Dans nos poches, sur nos bureaux, une nouvelle forme de confident a pris place : l’IA. Pour beaucoup, elle n’est plus un simple outil mais un véritable conseiller, un interlocuteur toujours disponible. Nous lui confions nos soucis quotidiens, nos angoisses, nos espoirs.
À toute heure, sans jugement ni filtre, l’IA écoute. Elle propose des conseils, des analyses, des pistes de réflexion. C’est une présence rassurante pour les utilisateurs de l’outil, un miroir numérique dans lequel on peut se livrer sans peur d’être jugé. Mais ce confort a un coût. À force de nous ouvrir à un algorithme, l’humanisme en prend un coup. La question se pose : à qui se confier aujourd’hui ? Les amis sont occupés, la famille peut être jugeante ou ne pas comprendre. Les relations humaines, avec leurs complexités, leurs fragilités et leurs exigences, peuvent sembler plus difficiles à naviguer que le dialogue fluide et prédictible avec une IA.
Cette tendance révèle une facette troublante de notre société : la solitude grandissante. Si l’IA devient notre principal confident, cela signifie-t-il que nous avons perdu le lien avec les autres ? Ou bien l’IA ne fait-elle que combler un vide que les relations humaines n’arrivent plus à remplir ? L’IA est efficace. Elle peut synthétiser des informations, proposer des solutions et donner des perspectives rationnelles. Mais peut-elle remplacer un ami qui nous prend dans ses bras ? Peut-elle nous offrir l’empathie d’un proche qui partage nos peines et nos joies ? La chaleur d’une conversation autour d’un café ? L’IA offre un refuge, un espace de parole sûr et anonyme. Mais ce refuge ne risque-t-il pas de nous isoler encore plus ? En nous habituant à cette facilité, nous pourrions perdre le courage et l’habitude de nous confier à un être humain.
L’IA peut nous conseiller, mais elle ne peut pas nous réconforter avec un contact physique ou un regard bienveillant. Elle peut nous écouter, mais elle ne peut pas pleurer avec nous. L’émergence de l’IA comme confident est un signal d’alarme. C’est l’occasion de nous interroger sur la qualité de nos relations, sur notre capacité à être présent les uns pour les autres.

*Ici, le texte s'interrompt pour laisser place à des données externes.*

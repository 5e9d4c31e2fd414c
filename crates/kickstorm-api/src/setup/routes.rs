//! Route configuration and setup

use std::sync::Arc;

use axum::{
    extract::DefaultBodyLimit,
    http::{HeaderValue, Method},
    routing::{delete, get, post},
    Json, Router,
};
use tower_http::cors::{Any, CorsLayer};
use tower_http::limit::RequestBodyLimitLayer;
use tower_http::trace::TraceLayer;
use utoipa::OpenApi;

use kickstorm_core::Config;

use crate::api_doc::ApiDoc;
use crate::handlers;
use crate::state::AppState;

/// Setup all application routes
pub fn setup_routes(config: &Config, state: Arc<AppState>) -> Result<Router, anyhow::Error> {
    let cors = setup_cors(config)?;

    // Multipart bodies carry whole archives; allow the archive cap plus
    // form overhead.
    let body_limit = config.max_archive_bytes as usize + 1024 * 1024;

    let api = Router::new()
        .route(
            "/api/v0/projects/{project_id}/upload-zip",
            post(handlers::upload_zip::upload_zip),
        )
        .route(
            "/api/v0/projects/{project_id}/files",
            post(handlers::file_upload::upload_file),
        )
        .route(
            "/api/v0/projects/{project_id}/finalize-upload",
            post(handlers::finalize::finalize_upload),
        )
        .route(
            "/api/v0/projects/{project_id}/sessions/{session_id}",
            delete(handlers::sessions::delete_session),
        )
        .route(
            "/api/v0/projects/{project_id}/sync-status",
            get(handlers::sync_status::sync_status),
        )
        .route(
            "/api/v0/projects/{project_id}/files/tree",
            get(handlers::tree::file_tree),
        )
        .route(
            "/api/v0/projects/{project_id}/files/sign",
            post(handlers::sign::sign_file),
        )
        .route(
            "/api/v0/projects/{project_id}/files/{*path}",
            get(handlers::download::download_file),
        )
        .with_state(state);

    let app = Router::new()
        .route("/health", get(handlers::health::health))
        .route(
            "/api/openapi.json",
            get(|| async { Json(ApiDoc::openapi()) }),
        )
        .merge(api)
        .merge(
            utoipa_rapidoc::RapiDoc::new("/api/openapi.json")
                .path("/docs"),
        )
        .layer(DefaultBodyLimit::max(body_limit))
        .layer(RequestBodyLimitLayer::new(body_limit))
        .layer(cors)
        .layer(TraceLayer::new_for_http());

    Ok(app)
}

fn setup_cors(config: &Config) -> Result<CorsLayer, anyhow::Error> {
    let cors = if config.cors_origins.iter().any(|o| o == "*") {
        CorsLayer::new()
            .allow_origin(Any)
            .allow_methods([Method::GET, Method::POST, Method::DELETE])
            .allow_headers(Any)
    } else {
        let origins: Result<Vec<HeaderValue>, _> = config
            .cors_origins
            .iter()
            .map(|origin| origin.parse::<HeaderValue>())
            .collect();
        CorsLayer::new()
            .allow_origin(origins.map_err(|e| anyhow::anyhow!("invalid CORS origin: {}", e))?)
            .allow_methods([Method::GET, Method::POST, Method::DELETE])
            .allow_headers(Any)
    };
    Ok(cors)
}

L’IA n’est pas le problème, mais le symptôme. Il est peut-être temps de réapprendre à nous confier à nos amis, à nos familles. De reconstruire des liens, d’accepter la vulnérabilité que cela implique. L’IA peut être un complément, un outil utile pour organiser nos pensées ou obtenir des informations, mais elle ne devrait jamais remplacer le contact humain, l’échange de cœur à cœur. C’est dans ces moments de partage et d’empathie que réside la véritable essence de l’humanisme.